Following a 1-1 draw at home to Bradford, despite the 4-3 reverse, it felt like a significant landmark for the thousands of fans who flocked since Football Ventures’ takeover.
It might have just become a Leasing.com Trophy game – the significance of which was highlighted by Bolton fielding the youngest team in their background – but it represented a fresh start for its 9,062 who headed to the University of Bolton Stadium, delaying kick-off by 10 minutes.
Long queues formed outside an hour as hope sprung eternal for fans who’ve experienced their share of distress throughout the previous few years just hours last week.
That confidence has been placed on the shoulders of supervisor Keith Hill and David Flitcroft – both Bolton born and bred – that made a brief appearance on the pitch before the beginning.
The pair relinquished managerial responsibilities to former caretaker Jimmy Phillips, who picked on a team to confront.
“It is almost a kind of rebirth of all Bolton Wanderers using the takeover last week,” explained Phillips afterwards. “We stopped the rot in a losing sequence of games and we have a new supervisor and assistant and the crowd were fantastic .

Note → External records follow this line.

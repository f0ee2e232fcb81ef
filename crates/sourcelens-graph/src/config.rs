//! Graph store configuration from the environment

use sourcelens_core::error::{Error, Result};

/// Bolt connection settings, read once at process start and immutable after
#[derive(Debug, Clone)]
pub struct GraphConfig {
    /// Bolt URI, e.g. `bolt://localhost:7687`
    pub uri: String,
    /// Username
    pub username: String,
    /// Password
    pub password: String,
    /// Database name
    pub database: String,
}

impl GraphConfig {
    /// Read `NEO4J_URI`, `NEO4J_USERNAME`, `NEO4J_PASSWORD`, `NEO4J_DATABASE`.
    ///
    /// URI and password are required; username defaults to `neo4j`, database
    /// to `neo4j`.
    pub fn from_env() -> Result<Self> {
        let uri = std::env::var("NEO4J_URI")
            .map_err(|_| Error::validation("NEO4J_URI", "environment variable not set"))?;
        let password = std::env::var("NEO4J_PASSWORD")
            .map_err(|_| Error::validation("NEO4J_PASSWORD", "environment variable not set"))?;
        Ok(Self {
            uri,
            username: std::env::var("NEO4J_USERNAME").unwrap_or_else(|_| "neo4j".to_string()),
            password,
            database: std::env::var("NEO4J_DATABASE").unwrap_or_else(|_| "neo4j".to_string()),
        })
    }
}
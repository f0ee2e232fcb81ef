//! Queue-driven analysis worker for sourcelens
//!
//! Consumes [`sourcelens_core::model::AnalysisJob`] envelopes from a durable
//! per-project FIFO queue and drives the full pipeline: repository fetch,
//! graph build or incremental update, context assembly, LLM invocation, and
//! structured-finding persistence with a raw-content fallback.

#![warn(missing_docs)]
#![warn(clippy::all)]

pub mod config;
#[cfg(feature = "kafka")]
pub mod kafka;
pub mod queue;
pub mod store;
pub mod worker;

pub use config::WorkerConfig;
#[cfg(feature = "kafka")]
pub use kafka::{KafkaJobQueue, KafkaQueueConfig};
pub use queue::{Delivery, InMemoryJobQueue, JobQueue};
pub use store::{FindingStore, InMemoryFindingStore, InMemoryRequestStore, RequestStore};
pub use worker::{AnalysisWorker, ProviderFactory};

“I think they were really encouraged with the operation and everyone will have abandoned this scene with expectation for your future and it’s set up well for the very first team to get some more things on the board in their second league game.”
Each of Bolton’s starting XI had played some part in a demoralising opening into the season which had seen a group woefully out of their depth devoting five targets in each of their last four games.
Nevertheless, they showed no as the feeling that the slate was wiped clean too, energised them and they appeared to increase in stature every time a enormous cheer greeted the winning of their attacking throw.
Wanderers’ goal in the eighth minute was a believer for its optimism currently flowing through the bar.
Dennis Politic, whose previous claim to fame was scoring a 45-yard lob that went viral on societal media while on loan at Salford City last season, confidently produced two or three stepovers before unleashing a 25-yard shot that goalkeeper Sam Hornby took a hand to but could not stand out.
Twenty minutes to the match, fans were still streaming in the lower tier of the Nat Lofthouse Stand, belatedly opened following the other two sides of the ground filled with, and they had been greeted by a party setting, with a passage of possession seeing each pass followed with an”Ole” in the crowd.
After their current problems on and both off the area – drawn one of the matches this year and having lost five – Wanderers were due the great chance of Jordan Gibson and Harry Pritchard.
Setbacks were greeted with positivity like Paudie O’Connor’s equalising header six minutes following half-time brought a roar from the home supporters which drowned out the little band of travelling supporters.
The ground, with energy, buzzed such as the club again having been on life support days past as’Wanderers you are loved by us’ and’Wanderers till I die’ reverberated around the scene. Even defeat on penalties couldn’t dampen their enthusiasm. Both teams picked up a point in the category, together with Bradford for winning on penalties making a bonus point.